By: Laura Collins (Blu3Rizing)
Developer: Moon Moose
Publisher: tinyBuild
Available on: Steam Early Access
If you have ever wanted the chance to be a rich and powerful Drug and Crime Lord, then Cartel Tycoon might be the game that you have been waiting for.
My first impression of Cartel Tycoon was that of Tropico on Drugs, and with having a deep love for most things Simulator or Tycoon related, this was quite appealing for me.
Cartel Tycoon starts you out with a call from a mysterious stranger who then bestows on you a sum of dirty money and instructions to use it to build your first opium farms. The tutorial walks you through this and teaches you how to transport the product to the warehouse and then onwards towards the airport for exporting and bringing in your first bit of “earned” dirty money.

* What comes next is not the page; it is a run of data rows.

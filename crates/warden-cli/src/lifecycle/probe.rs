//! Liveness probing for recorded service processes.
//!
//! A pid counts as alive only when the operating system accepts a null signal
//! for it and the process is not a zombie. Lookup failures of any kind,
//! including permission errors, are reported as "not alive".

#[cfg(unix)]
use nix::sys::signal::kill;
#[cfg(unix)]
use nix::unistd::Pid;

/// Answers whether a process identifier refers to a live process.
#[cfg_attr(test, mockall::automock)]
pub trait LivenessProbe {
    fn is_alive(&self, pid: u32) -> bool;
}

/// Probe backed by the host operating system.
#[derive(Debug, Default, Clone, Copy)]
pub struct SystemProbe;

impl LivenessProbe for SystemProbe {
    #[cfg(unix)]
    fn is_alive(&self, pid: u32) -> bool {
        let Some(target) = signal_target(pid) else {
            return false;
        };
        if kill(target, None).is_err() {
            return false;
        }
        !is_defunct(pid)
    }

    #[cfg(not(unix))]
    fn is_alive(&self, _pid: u32) -> bool {
        false
    }
}

/// Converts a recorded pid into a signal target.
///
/// Zero would address the caller's own process group and values above
/// `i32::MAX` wrap to negative group identifiers, so both are rejected.
#[cfg(unix)]
pub(crate) fn signal_target(pid: u32) -> Option<Pid> {
    i32::try_from(pid)
        .ok()
        .filter(|raw| *raw > 0)
        .map(Pid::from_raw)
}

#[cfg(target_os = "linux")]
fn is_defunct(pid: u32) -> bool {
    std::fs::read_to_string(format!("/proc/{pid}/status"))
        .ok()
        .and_then(|status| process_state(&status))
        .is_some_and(|state| matches!(state, 'Z' | 'X' | 'x'))
}

#[cfg(all(unix, not(target_os = "linux")))]
fn is_defunct(pid: u32) -> bool {
    std::process::Command::new("ps")
        .args(["-o", "stat=", "-p", &pid.to_string()])
        .output()
        .ok()
        .filter(|output| output.status.success())
        .is_some_and(|output| String::from_utf8_lossy(&output.stdout).trim_start().starts_with('Z'))
}

/// Extracts the single-letter state code from a `/proc/<pid>/status` body.
#[cfg(any(target_os = "linux", test))]
fn process_state(status: &str) -> Option<char> {
    status
        .lines()
        .find_map(|line| line.strip_prefix("State:"))
        .and_then(|rest| rest.trim_start().chars().next())
}

#[cfg(test)]
mod tests {
    use super::*;
    use rstest::rstest;

    #[rstest]
    #[case("Name:\tsleep\nState:\tS (sleeping)\nPid:\t42\n", Some('S'))]
    #[case("Name:\tdotnet\nState:\tZ (zombie)\n", Some('Z'))]
    #[case("Name:\tgone\n", None)]
    fn reads_state_code(#[case] status: &str, #[case] expected: Option<char>) {
        assert_eq!(process_state(status), expected);
    }

    #[cfg(unix)]
    #[rstest]
    #[case(0)]
    #[case(u32::MAX)]
    #[case(i32::MAX as u32 + 1)]
    fn rejects_unaddressable_pids(#[case] pid: u32) {
        assert!(signal_target(pid).is_none());
        assert!(!SystemProbe.is_alive(pid));
    }

    #[cfg(unix)]
    #[test]
    fn current_process_is_alive() {
        assert!(SystemProbe.is_alive(std::process::id()));
    }

    #[cfg(unix)]
    #[test]
    fn reaped_child_is_not_alive() {
        let mut child = std::process::Command::new("true")
            .spawn()
            .expect("spawn short-lived child");
        let pid = child.id();
        child.wait().expect("reap child");
        assert!(!SystemProbe.is_alive(pid));
    }

    #[cfg(target_os = "linux")]
    #[test]
    fn zombie_child_is_not_alive() {
        let mut child = std::process::Command::new("true")
            .spawn()
            .expect("spawn short-lived child");
        let pid = child.id();
        let deadline = std::time::Instant::now() + std::time::Duration::from_secs(5);
        while SystemProbe.is_alive(pid) && std::time::Instant::now() < deadline {
            std::thread::sleep(std::time::Duration::from_millis(20));
        }
        assert!(!SystemProbe.is_alive(pid), "exited child should read as defunct");
        child.wait().expect("reap child");
    }
}
impl Enemy {
    pub fn spawn(
        id: EntityId,
        kind: EnemyKind,
        pos: Vec3,
        tuning: &EnemyTuning,
        platform: &mut Platform<'_>,
    ) -> Self {
        let stats = kind.stats(tuning);
        Self {
            id,
            kind,
            body: Body::new(pos, stats.radius),
            hp: stats.hp,
            score_value: stats.score_value,
            speed: stats.speed,
            knockback: Vec3::ZERO,
            behavior: Behavior::Approaching,
            flash_timer: 0.0,
            damage_flash: 0.0,
            visible: true,
            visual: Visual::create(platform, kind.visual_kind(), pos, stats.color),
            alive: true,
        }
    }

    pub fn is_flashing(&self) -> bool {
        self.behavior == Behavior::Flashing
    }

    fn advance(&mut self, next: Behavior) {
        debug_assert!(next >= self.behavior, "{:?} -> {:?}", self.behavior, next);
        if next > self.behavior {
            self.behavior = next;
        }
    }

    /// Advance one step. `player` is the player's position while alive.
    pub fn update<R: Rng>(
        &mut self,
        dt: f32,
        player: Option<Vec3>,
        tuning: &EnemyTuning,
        rng: &mut R,
    ) -> EnemyAction {
        if !self.alive || self.behavior >= Behavior::Detonating {
            return EnemyAction::Idle;
        }

        self.damage_flash = (self.damage_flash - dt).max(0.0);
        if self.knockback != Vec3::ZERO {
            self.body.pos += self.knockback * dt;
            self.knockback *= tuning.knockback_decay;
            if self.knockback.length_squared() < 1e-4 {
                self.knockback = Vec3::ZERO;
            }
        }

        match self.kind {
            EnemyKind::Chaser => self.update_chaser(dt, player, tuning),
            EnemyKind::Cruiser => self.update_cruiser(dt, player, tuning, rng),
            EnemyKind::Scout => {
                let scout = &tuning.scout;
                self.body.pos.x -= self.speed * dt;
                // Phase follows x, so the weave is locked to position
                self.body.pos.y +=
                    (self.body.pos.x * scout.weave_frequency).sin() * scout.weave_amplitude * dt;
                EnemyAction::Idle
            }
        }
    }

    fn update_chaser(&mut self, dt: f32, player: Option<Vec3>, tuning: &EnemyTuning) -> EnemyAction {
        let chaser = &tuning.chaser;
        self.body.pos.x -= self.speed * dt;

        if self.behavior == Behavior::Approaching {
            let Some(target) = player else {
                return EnemyAction::Idle;
            };
            if self.body.pos.distance(target) <= chaser.flash_distance {
                self.advance(Behavior::Flashing);
                self.flash_timer = 0.0;
            } else {
                let to_player = target - self.body.pos;
                if to_player.length() > 0.001 {
                    self.body.pos += to_player.normalize() * chaser.homing_speed * dt;
                }
                return EnemyAction::Idle;
            }
        }

        self.flash(dt, chaser.flash_duration, chaser.blink_frequency, chaser.splash_damage, chaser.splash_range)
    }

    fn update_cruiser<R: Rng>(
        &mut self,
        dt: f32,
        player: Option<Vec3>,
        tuning: &EnemyTuning,
        rng: &mut R,
    ) -> EnemyAction {
        let cruiser = &tuning.cruiser;
        self.body.pos.x -= self.speed * dt;

        if self.behavior == Behavior::Approaching {
            let crossed = cruiser.detonate_x.is_some_and(|x| self.body.pos.x <= x);
            if crossed {
                self.advance(Behavior::Flashing);
                self.flash_timer = 0.0;
            } else {
                return match player {
                    Some(target)
                        if self.body.pos.distance(target) >= cruiser.min_fire_distance
                            && rng.random::<f32>() < cruiser.fire_chance_per_sec * dt =>
                    {
                        let mut dir = target - self.body.pos;
                        dir.z = 0.0;
                        EnemyAction::Fire {
                            from: self.body.pos,
                            dir: dir.normalize_or_zero(),
                        }
                    }
                    _ => EnemyAction::Idle,
                };
            }
        }

        self.flash(dt, cruiser.flash_duration, cruiser.blink_frequency, cruiser.splash_damage, cruiser.splash_range)
    }

    /// Shared flashing countdown; detonates once the duration is reached
    fn flash(&mut self, dt: f32, duration: f32, blink: f32, damage: i32, range: f32) -> EnemyAction {
        self.flash_timer += dt;
        self.visible = (self.flash_timer * blink).sin() > 0.0;
        if self.flash_timer >= duration {
            self.visible = true;
            self.advance(Behavior::Detonating);
            return EnemyAction::Detonate {
                at: self.body.pos,
                damage,
                range,
            };
        }
        EnemyAction::Idle
    }

    /// Apply damage. Returns true when hp ran out; the caller must then
    /// `kill` the enemy and drop it from the active set.
    pub fn take_damage(&mut self, amount: i32, tuning: &EnemyTuning) -> bool {
        if !self.alive {
            return false;
        }
        self.hp -= amount;
        self.damage_flash = tuning.flash_time;
        if self.hp <= 0 {
            self.hp = 0;
            return true;
        }
        let impulse = self.kind.stats(tuning).knockback;
        if impulse > 0.0 {
            self.knockback += Vec3::X * impulse;
        }
        false
    }

    /// The single death transition. Later calls return `None`.
    pub fn kill(&mut self, cause: DeathCause) -> Option<Death> {
        if !self.alive {
            return None;
        }
        self.alive = false;
        self.hp = 0;
        self.visible = true;
        self.advance(Behavior::Dead);
        Some(Death {
            id: self.id,
            kind: self.kind,
            pos: self.body.pos,
            cause,
            score: if cause == DeathCause::Shot { self.score_value } else { 0 },
        })
    }
}
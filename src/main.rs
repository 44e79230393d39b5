//! Sleigh Strike entry point
//!
//! On the web the host page provides `globalThis.sleighHost` (visuals, HUD,
//! game-over box); this binary wires keyboard input and the frame loop to the
//! simulation. Natively it runs a headless autopilot session.

#[cfg(target_arch = "wasm32")]
use wasm_bindgen::prelude::*;

#[cfg(target_arch = "wasm32")]
mod wasm_game {
    use std::cell::RefCell;
    use std::rc::Rc;
    use wasm_bindgen::prelude::*;

    use sleigh_strike::Tuning;
    use sleigh_strike::platform::{
        Clock, GameOverNotifier, HudSink, InputSource, Platform, VisualError, VisualFactory,
        VisualId, VisualRequest,
    };
    use sleigh_strike::sim::{GameState, HudState, Simulation, TickInput};

    // Bridge to the page's host object. Visual ids are positive; -1 means the
    // request was rejected, -2 that the template is not loaded yet.
    #[wasm_bindgen(inline_js = "
        function host() { return globalThis.sleighHost; }

        export function host_ready() {
            const h = host();
            if (!h) return false;
            return h.isReady ? !!h.isReady() : true;
        }

        export function host_create(request) {
            const h = host();
            if (!h) return -1;
            try {
                return h.create(JSON.parse(request));
            } catch (e) {
                console.error('sleighHost.create failed:', e);
                return -1;
            }
        }

        export function host_dispose(id) {
            const h = host();
            if (h) h.dispose(id);
        }

        export function host_hud(hud) {
            const h = host();
            if (h && h.hud) h.hud(JSON.parse(hud));
        }

        export function host_game_over(title, message) {
            const h = host();
            if (h && h.gameOver) h.gameOver(title, message);
        }

        export function host_frame(snapshot, events) {
            const h = host();
            if (h && h.frame) h.frame(JSON.parse(snapshot), JSON.parse(events));
        }
    ")]
    extern "C" {
        fn host_ready() -> bool;
        fn host_create(request: &str) -> f64;
        fn host_dispose(id: f64);
        fn host_hud(hud: &str);
        fn host_game_over(title: &str, message: &str);
        fn host_frame(snapshot: &str, events: &str);
    }

    struct JsVisuals;

    impl VisualFactory for JsVisuals {
        fn is_ready(&self) -> bool {
            host_ready()
        }

        fn create(&mut self, request: &VisualRequest) -> Result<VisualId, VisualError> {
            let json = serde_json::to_string(request).map_err(|e| VisualError::Rejected(e.to_string()))?;
            let id = host_create(&json);
            if id == -2.0 {
                Err(VisualError::TemplateMissing(request.kind))
            } else if id < 1.0 {
                Err(VisualError::Rejected(format!("host returned {}", id)))
            } else {
                Ok(id as VisualId)
            }
        }

        fn dispose(&mut self, id: VisualId) {
            host_dispose(id as f64);
        }
    }

    struct JsHud;

    impl HudSink for JsHud {
        fn refresh(&mut self, hud: &HudState) {
            match serde_json::to_string(hud) {
                Ok(json) => host_hud(&json),
                Err(e) => log::error!("HUD encode failed: {}", e),
            }
        }
    }

    struct JsGameOver;

    impl GameOverNotifier for JsGameOver {
        fn game_over(&mut self, title: &str, message: &str) {
            host_game_over(title, message);
        }
    }

    /// Held keys, updated by keydown/keyup listeners
    #[derive(Default)]
    struct Keyboard {
        held: TickInput,
    }

    impl InputSource for Keyboard {
        fn poll(&mut self, _state: &GameState) -> TickInput {
            self.held.clone()
        }
    }

    impl Keyboard {
        fn set(&mut self, key: &str, down: bool) {
            match key {
                "ArrowLeft" | "a" | "A" => self.held.left = down,
                "ArrowRight" | "d" | "D" => self.held.right = down,
                "ArrowUp" | "w" | "W" => self.held.up = down,
                "ArrowDown" | "s" | "S" => self.held.down = down,
                " " => self.held.fire = down,
                "e" | "E" | "Shift" => self.held.burst = down,
                "q" | "Q" => self.held.drop_present = down,
                _ => {}
            }
        }
    }

    /// Delta between requestAnimationFrame timestamps
    #[derive(Default)]
    struct RafClock {
        last: f64,
        now: f64,
    }

    impl Clock for RafClock {
        fn delta_seconds(&mut self) -> f32 {
            let dt = if self.last > 0.0 {
                ((self.now - self.last) / 1000.0) as f32
            } else {
                sleigh_strike::consts::FRAME_DT
            };
            self.last = self.now;
            dt
        }
    }

    /// Game instance holding the simulation and its collaborators
    struct Game {
        sim: Option<Simulation>,
        visuals: JsVisuals,
        hud: JsHud,
        notifier: JsGameOver,
        keyboard: Keyboard,
        clock: RafClock,
    }

    impl Game {
        fn new(tuning: Tuning, seed: u64) -> Self {
            let mut game = Self {
                sim: None,
                visuals: JsVisuals,
                hud: JsHud,
                notifier: JsGameOver,
                keyboard: Keyboard::default(),
                clock: RafClock::default(),
            };
            let mut platform = Platform::new(&mut game.visuals, &mut game.hud, &mut game.notifier);
            match Simulation::new(tuning, seed, &mut platform) {
                Ok(sim) => game.sim = Some(sim),
                Err(e) => log::error!("Invalid tuning: {}", e),
            }
            game
        }

        fn frame(&mut self, time: f64) {
            self.clock.now = time;
            let Some(sim) = self.sim.as_mut() else {
                return;
            };
            let mut platform = Platform::new(&mut self.visuals, &mut self.hud, &mut self.notifier);
            sim.frame(&mut self.clock, &mut self.keyboard, &mut platform);

            let events = sim.drain_events();
            match (sim.snapshot().to_json(), serde_json::to_string(&events)) {
                (Ok(snapshot), Ok(events)) => host_frame(&snapshot, &events),
                (Err(e), _) | (_, Err(e)) => log::error!("Frame encode failed: {}", e),
            }
        }

        fn restart(&mut self, seed: u64) {
            if let Some(sim) = self.sim.as_mut() {
                let mut platform = Platform::new(&mut self.visuals, &mut self.hud, &mut self.notifier);
                sim.reset(seed, &mut platform);
            }
            self.keyboard = Keyboard::default();
        }
    }

    pub fn run() {
        console_error_panic_hook::set_once();
        if let Err(e) = console_log::init_with_level(log::Level::Info) {
            web_sys::console::error_1(&format!("Logger init failed: {}", e).into());
        }

        log::info!("Sleigh Strike starting...");

        let seed = js_sys::Date::now() as u64;
        let game = Rc::new(RefCell::new(Game::new(Tuning::default(), seed)));

        setup_input_handlers(game.clone());
        setup_restart_button(game.clone());
        request_animation_frame(game);
    }

    fn setup_input_handlers(game: Rc<RefCell<Game>>) {
        let Some(window) = web_sys::window() else {
            return;
        };

        for (event, down) in [("keydown", true), ("keyup", false)] {
            let game = game.clone();
            let closure = Closure::<dyn FnMut(_)>::new(move |event: web_sys::KeyboardEvent| {
                let key = event.key();
                if key == " " || key.starts_with("Arrow") {
                    event.prevent_default();
                }
                game.borrow_mut().keyboard.set(&key, down);
            });
            let _ = window.add_event_listener_with_callback(event, closure.as_ref().unchecked_ref());
            closure.forget();
        }

        // Keys released while unfocused never send keyup
        {
            let closure = Closure::<dyn FnMut(_)>::new(move |_event: web_sys::FocusEvent| {
                game.borrow_mut().keyboard = Keyboard::default();
            });
            let _ = window.add_event_listener_with_callback("blur", closure.as_ref().unchecked_ref());
            closure.forget();
        }
    }

    fn setup_restart_button(game: Rc<RefCell<Game>>) {
        let Some(document) = web_sys::window().and_then(|w| w.document()) else {
            return;
        };

        if let Some(btn) = document.get_element_by_id("restart-btn") {
            let closure = Closure::<dyn FnMut(_)>::new(move |_event: web_sys::Event| {
                let seed = js_sys::Date::now() as u64;
                game.borrow_mut().restart(seed);
            });
            let _ = btn.add_event_listener_with_callback("click", closure.as_ref().unchecked_ref());
            closure.forget();
        }
    }

    fn request_animation_frame(game: Rc<RefCell<Game>>) {
        let Some(window) = web_sys::window() else {
            return;
        };
        let closure = Closure::once(move |time: f64| {
            game_loop(game, time);
        });
        let _ = window.request_animation_frame(closure.as_ref().unchecked_ref());
        closure.forget();
    }

    fn game_loop(game: Rc<RefCell<Game>>, time: f64) {
        game.borrow_mut().frame(time);
        request_animation_frame(game);
    }
}

#[cfg(target_arch = "wasm32")]
#[wasm_bindgen(start)]
pub fn wasm_main() {
    wasm_game::run();
}

#[cfg(not(target_arch = "wasm32"))]
fn main() {
    use sleigh_strike::consts::{DEMO_SECONDS, FRAME_DT};
    use sleigh_strike::platform::headless::{Autopilot, FixedClock, HeadlessPlatform};
    use sleigh_strike::sim::GameEvent;
    use sleigh_strike::{Simulation, Tuning};

    env_logger::init();
    log::info!("Sleigh Strike (native) starting...");
    log::info!("Native mode runs a headless autopilot session; build for wasm32 to play");

    let tuning = match std::env::args().nth(1) {
        Some(path) => match Tuning::load(std::path::Path::new(&path)) {
            Ok(tuning) => tuning,
            Err(e) => {
                log::error!("Could not load tuning from {}: {}", path, e);
                std::process::exit(1);
            }
        },
        None => Tuning::default(),
    };

    let seed = std::time::SystemTime::now()
        .duration_since(std::time::UNIX_EPOCH)
        .map(|d| d.as_secs())
        .unwrap_or(0);

    let mut host = HeadlessPlatform::new();
    let mut sim = match Simulation::new(tuning, seed, &mut host.platform()) {
        Ok(sim) => sim,
        Err(e) => {
            log::error!("Invalid tuning: {}", e);
            std::process::exit(1);
        }
    };

    let mut clock = FixedClock { dt: FRAME_DT };
    let mut pilot = Autopilot;
    let (mut kills, mut deliveries) = (0usize, 0usize);
    let frames = (DEMO_SECONDS / FRAME_DT) as usize;
    for _ in 0..frames {
        sim.frame(&mut clock, &mut pilot, &mut host.platform());
        for event in sim.drain_events() {
            match event {
                GameEvent::EnemyKilled { .. } => kills += 1,
                GameEvent::PresentDelivered { .. } => deliveries += 1,
                _ => {}
            }
        }
        if sim.is_over() {
            break;
        }
    }

    let state = sim.state();
    log::info!(
        "Session over after {:.1}s: score {}, hp {}, {} kills, {} presents delivered",
        state.elapsed,
        state.score,
        state.player.hp,
        kills,
        deliveries
    );
    println!("Final score: {}", state.score);

    sim.reset(seed, &mut host.platform());
    log::info!(
        "Visuals: {} created, {} live after reset, {} double disposals",
        host.visuals.created(),
        host.visuals.live_count(),
        host.visuals.double_disposals()
    );
}

#[cfg(target_arch = "wasm32")]
fn main() {
    // WASM entry point is wasm_main, this is just to satisfy the compiler
}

There’s only so much that can be done with the dirty money, though, and it’s honestly more expensive to use dirty money in some instances, and further instructions have you transporting the dirty money off to be laundered in the cities with taxi companies, casinos, churches, etc., to get the more viable resource, clean money. Then, to elevate the level of immersion into the Drug Cartel world, you find yourself building vegetable farms so that you can hide more drugs in the produce and ship it out by way of the seaport to further increase revenue and profits.
I personally found the tutorial for Cartel Tycoon to be nearly the perfect ratio of instructing, enough to teach you the mechanics of gameplay, but not so much that it was overbearing or left a feeling of not being in control of how you chose to play the game. The only real gap I was able to find is that gaining reputation was far easier than the tutorial and game dialogue led it to be, and I wasted quite a bit of time trying to figure out how to raise reputation in one region, not realizing that reputation was not based on each region, but rather as a whole.
This could be gained simply by building new features in the city or sometimes with monetary incentives to the leaders of the new features you had previously built. You can also use these same kinds of incentives and reputation to curry favor with the local mayor and urge him to lower terror in the region to decrease attention placed on your activities. From here, you have to find the balance between enough reputation to get things done, but without massive amounts of terror and stars drawing attention to your little slice of Cartel Tycoon paradise.
My only other real hang-up has been that dirty money has to be physically transported to where you need it to be, which would make sense from a logical standpoint, but tends to lead to you devoting a lot of time and resources to making sure that your hired lieutenants are transporting the goods and dirty funding to where it needs to be and less time watching for the police, only to realize that they have come in and killed off two of your lieutenants or for the DEA to shut down the most profitable side of the drug empire you are building.
The one slight upside to this is that even if your controlling character dies, one of the other hired lieutenants will take their place, so death does not necessarily mean Game Over in Cartel Tycoon.
I appreciated that there was a storyline regarding the mysterious stranger who is only too willing to help you get on your feet in the beginning. It was enough to add intrigue to Cartel Tycoon without taking away from the gameplay itself.
All this being said, Cartel Tycoon shows a lot of promise in Early Access, and I am excited to see what new features and updates come along as it reaches maturity and the game’s full release.
Cartel Tycoon Early Access Review Key courtesy of Stride PR.